◆ **DIRECTIONS**: The required output is all lines below that contain the word "cancelled".

(Collected data entries)
────────────────────
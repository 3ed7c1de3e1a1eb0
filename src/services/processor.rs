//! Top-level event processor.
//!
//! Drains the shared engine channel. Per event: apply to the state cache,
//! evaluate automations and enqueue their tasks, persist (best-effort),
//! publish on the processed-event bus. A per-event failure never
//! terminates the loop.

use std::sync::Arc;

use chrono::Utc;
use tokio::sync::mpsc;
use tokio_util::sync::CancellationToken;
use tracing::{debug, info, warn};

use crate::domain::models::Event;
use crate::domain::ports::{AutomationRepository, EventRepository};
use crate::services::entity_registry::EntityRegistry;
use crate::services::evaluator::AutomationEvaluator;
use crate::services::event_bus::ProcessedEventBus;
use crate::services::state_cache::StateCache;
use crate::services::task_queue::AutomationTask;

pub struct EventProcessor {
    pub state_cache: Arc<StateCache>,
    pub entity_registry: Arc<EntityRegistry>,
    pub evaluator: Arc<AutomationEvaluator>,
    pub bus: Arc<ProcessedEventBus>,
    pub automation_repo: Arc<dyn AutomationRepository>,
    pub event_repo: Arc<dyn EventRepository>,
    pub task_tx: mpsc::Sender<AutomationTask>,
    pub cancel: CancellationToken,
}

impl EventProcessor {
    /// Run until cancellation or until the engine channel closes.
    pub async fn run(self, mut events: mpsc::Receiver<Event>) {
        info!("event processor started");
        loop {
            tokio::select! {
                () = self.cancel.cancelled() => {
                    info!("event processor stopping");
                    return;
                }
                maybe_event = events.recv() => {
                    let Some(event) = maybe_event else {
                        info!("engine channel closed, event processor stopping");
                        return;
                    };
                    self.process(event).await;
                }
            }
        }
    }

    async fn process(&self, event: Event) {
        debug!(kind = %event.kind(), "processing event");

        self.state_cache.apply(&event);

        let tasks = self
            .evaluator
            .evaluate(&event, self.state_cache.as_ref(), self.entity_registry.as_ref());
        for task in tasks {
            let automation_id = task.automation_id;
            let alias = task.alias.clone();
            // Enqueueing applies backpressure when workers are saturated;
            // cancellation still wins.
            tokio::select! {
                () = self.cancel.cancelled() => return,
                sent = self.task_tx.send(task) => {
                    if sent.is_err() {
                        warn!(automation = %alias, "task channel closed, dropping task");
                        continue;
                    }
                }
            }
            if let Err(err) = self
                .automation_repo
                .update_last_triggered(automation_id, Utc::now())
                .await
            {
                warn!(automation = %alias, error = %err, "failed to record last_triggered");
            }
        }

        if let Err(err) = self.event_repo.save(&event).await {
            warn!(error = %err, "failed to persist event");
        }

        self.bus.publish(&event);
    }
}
────────────────────
◆ **OUTPUT OF THE TASK**:
                () = self.cancel.cancelled() => {
                () = self.cancel.cancelled() => return,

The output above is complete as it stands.